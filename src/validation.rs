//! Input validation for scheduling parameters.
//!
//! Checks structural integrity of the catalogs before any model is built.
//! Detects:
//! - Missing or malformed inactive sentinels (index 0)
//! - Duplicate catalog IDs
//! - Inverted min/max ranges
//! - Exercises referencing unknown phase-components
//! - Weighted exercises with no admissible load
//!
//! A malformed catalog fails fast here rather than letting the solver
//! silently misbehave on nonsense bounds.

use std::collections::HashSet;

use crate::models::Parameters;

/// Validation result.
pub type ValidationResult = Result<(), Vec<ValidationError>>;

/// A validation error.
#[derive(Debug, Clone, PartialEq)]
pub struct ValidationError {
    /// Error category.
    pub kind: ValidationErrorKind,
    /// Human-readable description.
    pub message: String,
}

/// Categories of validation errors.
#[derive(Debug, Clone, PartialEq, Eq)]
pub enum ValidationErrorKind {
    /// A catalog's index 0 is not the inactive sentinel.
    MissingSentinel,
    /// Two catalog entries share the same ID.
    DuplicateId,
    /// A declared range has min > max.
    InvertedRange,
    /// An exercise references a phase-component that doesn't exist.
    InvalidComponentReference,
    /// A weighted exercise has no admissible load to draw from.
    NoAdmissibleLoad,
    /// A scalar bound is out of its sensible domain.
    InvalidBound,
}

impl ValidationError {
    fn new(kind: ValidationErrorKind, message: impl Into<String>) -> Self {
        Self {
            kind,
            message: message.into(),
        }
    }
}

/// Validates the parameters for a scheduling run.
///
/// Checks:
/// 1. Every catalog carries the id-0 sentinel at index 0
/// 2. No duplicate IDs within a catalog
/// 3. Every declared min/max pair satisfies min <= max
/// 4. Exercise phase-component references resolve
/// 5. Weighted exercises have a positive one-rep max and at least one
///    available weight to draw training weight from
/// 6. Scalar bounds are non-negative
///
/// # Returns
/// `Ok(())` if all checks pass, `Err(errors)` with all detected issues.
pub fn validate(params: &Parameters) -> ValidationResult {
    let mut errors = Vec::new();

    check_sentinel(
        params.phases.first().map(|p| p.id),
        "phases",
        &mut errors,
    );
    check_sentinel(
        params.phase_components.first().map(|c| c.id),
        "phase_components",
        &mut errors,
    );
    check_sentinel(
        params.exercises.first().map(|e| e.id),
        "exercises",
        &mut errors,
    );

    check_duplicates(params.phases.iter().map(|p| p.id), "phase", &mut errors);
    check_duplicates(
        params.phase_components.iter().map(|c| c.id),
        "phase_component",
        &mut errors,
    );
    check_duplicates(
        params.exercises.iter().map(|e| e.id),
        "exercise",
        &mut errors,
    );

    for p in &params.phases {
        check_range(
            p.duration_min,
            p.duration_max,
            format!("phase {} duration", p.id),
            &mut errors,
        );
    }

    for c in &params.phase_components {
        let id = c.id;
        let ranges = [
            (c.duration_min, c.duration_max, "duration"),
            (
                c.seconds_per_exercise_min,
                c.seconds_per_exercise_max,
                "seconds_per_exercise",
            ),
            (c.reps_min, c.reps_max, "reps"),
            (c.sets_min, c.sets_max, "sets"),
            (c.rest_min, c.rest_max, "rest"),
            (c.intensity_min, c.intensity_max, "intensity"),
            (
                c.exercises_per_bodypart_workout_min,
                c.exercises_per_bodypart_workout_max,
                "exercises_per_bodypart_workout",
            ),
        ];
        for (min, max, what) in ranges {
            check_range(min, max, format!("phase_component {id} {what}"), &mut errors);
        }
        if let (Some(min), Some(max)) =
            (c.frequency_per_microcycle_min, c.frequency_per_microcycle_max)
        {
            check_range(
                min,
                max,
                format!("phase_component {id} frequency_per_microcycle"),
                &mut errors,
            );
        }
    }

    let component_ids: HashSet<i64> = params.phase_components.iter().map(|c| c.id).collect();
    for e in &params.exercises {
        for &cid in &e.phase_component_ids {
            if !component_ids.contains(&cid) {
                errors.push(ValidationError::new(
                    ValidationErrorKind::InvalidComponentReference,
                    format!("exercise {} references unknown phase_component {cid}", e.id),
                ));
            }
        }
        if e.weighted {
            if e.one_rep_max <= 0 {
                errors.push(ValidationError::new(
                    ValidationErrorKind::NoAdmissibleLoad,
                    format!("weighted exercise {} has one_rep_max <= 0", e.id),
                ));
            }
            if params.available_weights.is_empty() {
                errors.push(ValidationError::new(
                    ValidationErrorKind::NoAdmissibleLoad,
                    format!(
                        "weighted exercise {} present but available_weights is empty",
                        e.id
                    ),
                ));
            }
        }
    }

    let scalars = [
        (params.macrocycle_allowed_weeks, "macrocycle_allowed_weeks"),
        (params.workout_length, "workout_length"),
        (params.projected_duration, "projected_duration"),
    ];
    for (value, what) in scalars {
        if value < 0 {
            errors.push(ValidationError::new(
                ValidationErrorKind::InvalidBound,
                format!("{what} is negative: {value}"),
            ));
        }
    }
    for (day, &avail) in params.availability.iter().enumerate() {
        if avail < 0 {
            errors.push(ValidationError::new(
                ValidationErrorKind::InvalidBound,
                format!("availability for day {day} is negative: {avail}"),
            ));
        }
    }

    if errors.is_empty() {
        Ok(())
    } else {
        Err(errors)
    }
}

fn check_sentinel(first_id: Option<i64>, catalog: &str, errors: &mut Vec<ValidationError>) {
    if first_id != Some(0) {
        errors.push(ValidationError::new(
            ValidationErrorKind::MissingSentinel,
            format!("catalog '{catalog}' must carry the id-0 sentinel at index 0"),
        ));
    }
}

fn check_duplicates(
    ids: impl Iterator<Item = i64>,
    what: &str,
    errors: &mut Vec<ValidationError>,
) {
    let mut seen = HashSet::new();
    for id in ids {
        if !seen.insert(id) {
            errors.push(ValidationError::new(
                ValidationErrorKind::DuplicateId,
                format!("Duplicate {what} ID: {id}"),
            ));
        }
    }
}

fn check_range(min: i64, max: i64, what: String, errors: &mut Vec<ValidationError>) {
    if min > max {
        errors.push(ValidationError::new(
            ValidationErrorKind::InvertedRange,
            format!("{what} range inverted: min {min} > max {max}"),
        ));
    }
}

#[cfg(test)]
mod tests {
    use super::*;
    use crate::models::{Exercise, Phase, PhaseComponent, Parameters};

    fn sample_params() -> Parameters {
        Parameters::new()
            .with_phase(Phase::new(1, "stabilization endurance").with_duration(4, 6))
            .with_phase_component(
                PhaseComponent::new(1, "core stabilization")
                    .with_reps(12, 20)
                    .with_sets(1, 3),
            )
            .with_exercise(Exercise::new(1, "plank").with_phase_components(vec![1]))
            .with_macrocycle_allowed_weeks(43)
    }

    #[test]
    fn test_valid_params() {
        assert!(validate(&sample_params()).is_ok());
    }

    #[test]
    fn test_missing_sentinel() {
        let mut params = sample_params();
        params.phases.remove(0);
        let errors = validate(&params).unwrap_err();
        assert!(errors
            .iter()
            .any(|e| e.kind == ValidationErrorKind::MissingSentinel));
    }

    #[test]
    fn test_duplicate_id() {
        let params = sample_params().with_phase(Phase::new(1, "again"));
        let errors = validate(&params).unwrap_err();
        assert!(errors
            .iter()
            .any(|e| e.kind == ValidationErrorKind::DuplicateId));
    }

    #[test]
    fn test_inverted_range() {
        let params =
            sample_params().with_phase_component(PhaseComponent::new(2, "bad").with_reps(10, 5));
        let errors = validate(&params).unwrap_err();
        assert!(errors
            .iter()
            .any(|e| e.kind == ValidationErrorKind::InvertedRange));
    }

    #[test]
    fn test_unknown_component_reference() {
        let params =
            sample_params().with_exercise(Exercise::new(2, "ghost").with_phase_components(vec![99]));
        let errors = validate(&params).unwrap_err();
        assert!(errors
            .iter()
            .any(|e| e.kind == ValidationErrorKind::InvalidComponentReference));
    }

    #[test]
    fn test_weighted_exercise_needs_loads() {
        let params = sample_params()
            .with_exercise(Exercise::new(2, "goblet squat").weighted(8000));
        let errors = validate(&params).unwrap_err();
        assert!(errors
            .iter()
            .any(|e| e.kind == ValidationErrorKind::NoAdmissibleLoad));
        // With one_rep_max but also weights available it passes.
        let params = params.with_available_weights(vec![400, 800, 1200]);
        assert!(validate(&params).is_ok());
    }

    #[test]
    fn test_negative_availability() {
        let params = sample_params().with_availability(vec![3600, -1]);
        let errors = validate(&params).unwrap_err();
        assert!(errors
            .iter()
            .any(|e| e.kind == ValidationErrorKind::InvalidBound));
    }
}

........

--- ASSIGNED TASK ---
Report the number of lines in the listing where the string "bounds" appears, and nothing besides.

--- ANSWER BOX ---
2